Adolf Loos

Adolf Loos
Adolfloos.2.jpg
Personal information
Name Adolf Loos
Birth date December 10, 1870(1870-12-10)
Birth place Brno, Austria-Hungary
Date of death August 23, 1933 (aged 62)
Place of death Vienna, Austria
Work
Significant buildings Steiner House, Goldman & Salatsch Building (Looshaus)

Adolf Loos (10 December 1870 – 23 August 1933) was one of the most important and influential Austrian and Czechoslovak[1] architects of European Modern architecture. In his essay "Ornament and Crime" he repudiated the florid style of the Vienna Secession, the Austrian version of Art Nouveau.
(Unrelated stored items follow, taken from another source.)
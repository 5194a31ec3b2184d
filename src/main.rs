// Only compile UI module when TUI feature is enabled
#[cfg(feature = "tui")]
mod ui;

use anyhow::Result;
use std::env;

use numerology::{
    Calculator, CalculatorConfig, CompatibilityReport, InputValidator, Reading,
    ReadingCache,
};

fn main() -> Result<()> {
    let mut args: Vec<String> = env::args().skip(1).collect();
    let json = take_flag(&mut args, "--json");

    let config = CalculatorConfig::load()?;
    let calculator = Calculator::with_cache(ReadingCache::new(config.cache_capacity));
    let validator = InputValidator::new(&config);

    match args.first().map(String::as_str) {
        Some("reading") => run_reading(&args[1..], &validator, &calculator, json),
        Some("match") => run_match(&args[1..], &validator, &calculator, json),
        Some(other) => {
            eprintln!("❌ Unknown command: {}", other);
            print_usage();
            std::process::exit(2);
        }
        // UI mode (default)
        None => run_ui_mode(validator, calculator),
    }
}

fn take_flag(args: &mut Vec<String>, flag: &str) -> bool {
    let before = args.len();
    args.retain(|a| a != flag);
    args.len() != before
}

fn print_usage() {
    eprintln!("Usage:");
    eprintln!("   numerology                                   interactive UI");
    eprintln!("   numerology reading <NAME> <YYYY-MM-DD> [--json]");
    eprintln!("   numerology match <YYYY-MM-DD> <YYYY-MM-DD> [--json]");
}

fn fail_validation(errors: &[numerology::ValidationError]) -> ! {
    for error in errors {
        eprintln!("⚠️  {}", error);
    }
    std::process::exit(1);
}

fn run_reading(
    args: &[String],
    validator: &InputValidator,
    calculator: &Calculator,
    json: bool,
) -> Result<()> {
    let [name, birthdate] = args else {
        print_usage();
        std::process::exit(2);
    };

    let (name, birthdate) = validator
        .person(name, birthdate)
        .unwrap_or_else(|errors| fail_validation(&errors));

    let reading = Reading::compute(calculator, &name, birthdate);

    if json {
        println!("{}", serde_json::to_string_pretty(&reading)?);
        return Ok(());
    }

    println!("🔮 Numerology Reading: {} ({})", reading.name, reading.birthdate);
    println!("━━━━━━━━━━━━━━━━━━━━━━━━━━━━━━━━━━━━━━━━━");
    for (label, value) in reading.rows() {
        println!("   {:<20} {}", label, value);
    }

    Ok(())
}

fn run_match(
    args: &[String],
    validator: &InputValidator,
    calculator: &Calculator,
    json: bool,
) -> Result<()> {
    let [first, second] = args else {
        print_usage();
        std::process::exit(2);
    };

    let (first, second) = validator
        .pair(first, second)
        .unwrap_or_else(|errors| fail_validation(&errors));

    let report = CompatibilityReport::compute(calculator, first, second);

    if json {
        println!("{}", serde_json::to_string_pretty(&report)?);
        return Ok(());
    }

    println!("💞 Compatibility: {} × {}", report.first_birthdate, report.second_birthdate);
    println!("━━━━━━━━━━━━━━━━━━━━━━━━━━━━━━━━━━━━━━━━━");
    for (label, value) in report.rows() {
        println!("   {:<20} {}", label, value);
    }

    Ok(())
}

#[cfg(feature = "tui")]
fn run_ui_mode(validator: InputValidator, calculator: Calculator) -> Result<()> {
    println!("🖥️  Loading Numerology Calculator UI...\n");

    let mut app = ui::App::new(validator, calculator);
    ui::run_ui(&mut app)?;

    println!("\n✅ UI closed successfully");

    Ok(())
}

#[cfg(not(feature = "tui"))]
fn run_ui_mode(_validator: InputValidator, _calculator: Calculator) -> Result<()> {
    eprintln!("❌ TUI mode not available!");
    eprintln!("   Rebuild with: cargo build --features tui");
    eprintln!("   Or use: numerology reading <NAME> <YYYY-MM-DD>");
    std::process::exit(1);
}
// 🔤 Letter Values - Pythagorean letter table
// Each Latin letter carries a digit 1-9, assigned cyclically by alphabet position

use serde::{Deserialize, Serialize};

// ============================================================================
// LETTER TABLE
// ============================================================================

/// Vowels that feed the soul urge number
pub const VOWELS: [char; 5] = ['A', 'E', 'I', 'O', 'U'];

/// Digit value of a letter (case-insensitive).
///
/// A,J,S=1  B,K,T=2  C,L,U=3  D,M,V=4  E,N,W=5  F,O,X=6  G,P,Y=7  H,Q,Z=8  I,R=9
///
/// Anything outside A-Z (digits, punctuation, whitespace, accented or
/// non-Latin letters) is worth 0.
pub fn value_of(c: char) -> u32 {
    match c.to_ascii_uppercase() {
        'A' | 'J' | 'S' => 1,
        'B' | 'K' | 'T' => 2,
        'C' | 'L' | 'U' => 3,
        'D' | 'M' | 'V' => 4,
        'E' | 'N' | 'W' => 5,
        'F' | 'O' | 'X' => 6,
        'G' | 'P' | 'Y' => 7,
        'H' | 'Q' | 'Z' => 8,
        'I' | 'R' => 9,
        _ => 0,
    }
}

/// True when the uppercase form of `c` is A, E, I, O or U
pub fn is_vowel(c: char) -> bool {
    VOWELS.contains(&c.to_ascii_uppercase())
}

// ============================================================================
// LETTER BREAKDOWN
// ============================================================================

/// One alphabetic character of a name with its table value
#[derive(Debug, Clone, PartialEq, Eq, Serialize, Deserialize)]
pub struct LetterValue {
    pub letter: char,
    pub value: u32,
    pub vowel: bool,
}

/// Per-letter view of a name, used by the front ends to show their work.
/// Non-alphabetic characters are skipped; unmapped letters show value 0.
pub fn breakdown(name: &str) -> Vec<LetterValue> {
    name.chars()
        .filter(|c| c.is_alphabetic())
        .map(|c| LetterValue {
            letter: c,
            value: value_of(c),
            vowel: is_vowel(c),
        })
        .collect()
}

// ============================================================================
// TESTS
// ============================================================================
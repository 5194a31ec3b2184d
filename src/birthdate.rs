// 📅 Birth Date - calendar date with its digit decomposition
// Only two things are consumed downstream: the digits of YYYY-MM-DD and the day

use chrono::{Datelike, NaiveDate};
use serde::{Deserialize, Serialize};
use std::fmt;
use std::str::FromStr;

pub const DATE_FORMAT: &str = "%Y-%m-%d";

#[derive(Debug, Clone, Copy, PartialEq, Eq, PartialOrd, Ord, Hash, Serialize, Deserialize)]
#[serde(transparent)]
pub struct BirthDate(NaiveDate);

impl BirthDate {
    pub fn new(date: NaiveDate) -> Self {
        BirthDate(date)
    }

    pub fn from_ymd(year: i32, month: u32, day: u32) -> Option<Self> {
        NaiveDate::from_ymd_opt(year, month, day).map(BirthDate)
    }

    /// Parse `YYYY-MM-DD` (surrounding whitespace ignored)
    pub fn parse(s: &str) -> Result<Self, chrono::ParseError> {
        NaiveDate::parse_from_str(s.trim(), DATE_FORMAT).map(BirthDate)
    }

    pub fn date(&self) -> NaiveDate {
        self.0
    }

    pub fn day(&self) -> u32 {
        self.0.day()
    }

    /// Zero-padded `YYYY-MM-DD` text, the form life path digits are read from
    pub fn to_iso_string(&self) -> String {
        self.0.format(DATE_FORMAT).to_string()
    }

    /// Every decimal digit of the ISO rendering, separators dropped
    pub fn digits(&self) -> Vec<u32> {
        self.to_iso_string()
            .chars()
            .filter_map(|c| c.to_digit(10))
            .collect()
    }
}

impl fmt::Display for BirthDate {
    fn fmt(&self, f: &mut fmt::Formatter<'_>) -> fmt::Result {
        write!(f, "{}", self.to_iso_string())
    }
}

impl FromStr for BirthDate {
    type Err = chrono::ParseError;

    fn from_str(s: &str) -> Result<Self, Self::Err> {
        BirthDate::parse(s)
    }
}

impl From<NaiveDate> for BirthDate {
    fn from(date: NaiveDate) -> Self {
        BirthDate(date)
    }
}

#[cfg(test)]
mod tests {
    use super::*;

    #[test]
    fn test_parse_iso_date() {
        let date = BirthDate::parse("1980-01-01").unwrap();
        assert_eq!(date.date(), NaiveDate::from_ymd_opt(1980, 1, 1).unwrap());
        assert_eq!(date.day(), 1);
    }

    #[test]
    fn test_parse_rejects_garbage() {
        assert!(BirthDate::parse("").is_err());
        assert!(BirthDate::parse("1980/01/01").is_err());
        assert!(BirthDate::parse("1980-02-30").is_err());
    }

    #[test]
    fn test_digits_are_zero_padded() {
        let date = BirthDate::from_ymd(1980, 1, 1).unwrap();
        assert_eq!(date.to_iso_string(), "1980-01-01");
        assert_eq!(date.digits(), vec![1, 9, 8, 0, 0, 1, 0, 1]);
    }

    #[test]
    fn test_serde_uses_iso_text() {
        let date = BirthDate::from_ymd(2001, 12, 31).unwrap();
        let json = serde_json::to_string(&date).unwrap();
        assert_eq!(json, "\"2001-12-31\"");

        let back: BirthDate = serde_json::from_str(&json).unwrap();
        assert_eq!(back, date);
    }
}
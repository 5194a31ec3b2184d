// 💞 Compatibility Evaluator - two life path numbers → relationship type + theme
//
// Type comes from the distance between the numbers, theme from their reduced sum.

use crate::reduce::reduce;
use serde::{Deserialize, Serialize};

// ============================================================================
// RELATIONSHIP TYPE
// ============================================================================

#[derive(Debug, Clone, Copy, PartialEq, Eq, Hash, Serialize, Deserialize)]
pub enum RelationshipType {
    /// Distance 0
    TooSimilar,

    /// Distance 1
    WellBalanced,

    /// Distance 2 or 3
    StimulatingDifference,

    /// Distance 4 or more
    SlowGrowth,
}

impl RelationshipType {
    pub fn from_distance(distance: u32) -> Self {
        match distance {
            0 => RelationshipType::TooSimilar,
            1 => RelationshipType::WellBalanced,
            2 | 3 => RelationshipType::StimulatingDifference,
            _ => RelationshipType::SlowGrowth,
        }
    }

    pub fn label(&self) -> &'static str {
        match self {
            RelationshipType::TooSimilar => "too similar: friction or deep understanding",
            RelationshipType::WellBalanced => "well balanced: complementary",
            RelationshipType::StimulatingDifference => "stimulating difference",
            RelationshipType::SlowGrowth => "takes time to understand but high mutual growth",
        }
    }
}

// ============================================================================
// THEME TABLE
// ============================================================================

pub const UNKNOWN_THEME: &str = "unknown relationship";

/// Relationship themes keyed by the reduced sum of both numbers
pub const THEMES: [(u32, &str); 12] = [
    (1, "independence and challenge: two strong wills sharpening each other"),
    (2, "empathy: a bond of quiet mutual understanding"),
    (3, "playfulness: a light, joyful and expressive pairing"),
    (4, "stability: a steady partnership built step by step"),
    (5, "change-seeking: a relationship that thrives on freedom and novelty"),
    (6, "love and home: a caring, domestic partnership"),
    (7, "spiritual distance: closeness that still needs room to breathe"),
    (8, "shared achievement: building success and security together"),
    (9, "service and destiny: a bond devoted to something larger"),
    (11, "spiritual growth: partners who awaken each other"),
    (22, "shared ideals: building a lasting vision together"),
    (33, "unconditional love: a partnership of compassion and healing"),
];

pub fn theme_for(total: u32) -> &'static str {
    THEMES
        .iter()
        .find(|(key, _)| *key == total)
        .map(|(_, theme)| *theme)
        .unwrap_or(UNKNOWN_THEME)
}

// ============================================================================
// EVALUATION
// ============================================================================

#[derive(Debug, Clone, PartialEq, Eq, Serialize, Deserialize)]
pub struct CompatibilityResult {
    pub first: u32,
    pub second: u32,
    pub relationship_type: RelationshipType,
    pub relationship_label: String,
    /// Reduced sum used as the theme key
    pub total: u32,
    pub theme: String,
}

impl CompatibilityResult {
    pub fn summary(&self) -> String {
        format!(
            "{} + {} → {} | theme {}: {}",
            self.first, self.second, self.relationship_label, self.total, self.theme
        )
    }
}

pub fn evaluate(n1: u32, n2: u32) -> CompatibilityResult {
    let relationship_type = RelationshipType::from_distance(n1.abs_diff(n2));
    let total = reduce(n1 as u64 + n2 as u64);

    CompatibilityResult {
        first: n1,
        second: n2,
        relationship_type,
        relationship_label: relationship_type.label().to_string(),
        total,
        theme: theme_for(total).to_string(),
    }
}

// ============================================================================
// TESTS
// ============================================================================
In this and many other essays he contributed to the elaboration of a body of theory and criticism of Modernism in architecture.

Contents

Life

Born in 1870 in Brno, Moravia, Loos was only nine when his stonemason father died. A rebellious boy who rather lost his bearings, he failed in various attempts to get through architecture school. Contracting syphilis in the brothels of Vienna, by 21 he was sterile and in 1893 his mother disowned him. He went to America for three years, and did odd jobs in New York, somehow finding himself in that process and returning to Vienna in 1896 a man of taste and intellectual refinement, immediately entering the fashionable Viennese intelligentsia. His friends included Ludwig Wittgenstein, Arnold Schönberg, and Karl Kraus. He quickly established himself as the preferred architect of Vienna’s cultured bourgeoisie. Diagnosed with cancer in 1918, his stomach, appendix and part of his intestine were removed. For the rest of his life he could only digest ham and cream. He had several unhappy marriages. By the time he was fifty he was almost completely deaf; in 1928 he was disgraced by a paedophilia scandal and at his death in 1933 at 63 he was penniless.[2] He died in Kalksburg near Vienna.

Architectural theory

To fully understand Loos’s radical, innovative outlook on life, his admiration for the classical tradition, his passion for all aspects of design, lifestyle and taste, and the breadth of his ideas it is essential to read his own collected writings, which were published by MIT press in English as “Spoken into the Void” in 1982.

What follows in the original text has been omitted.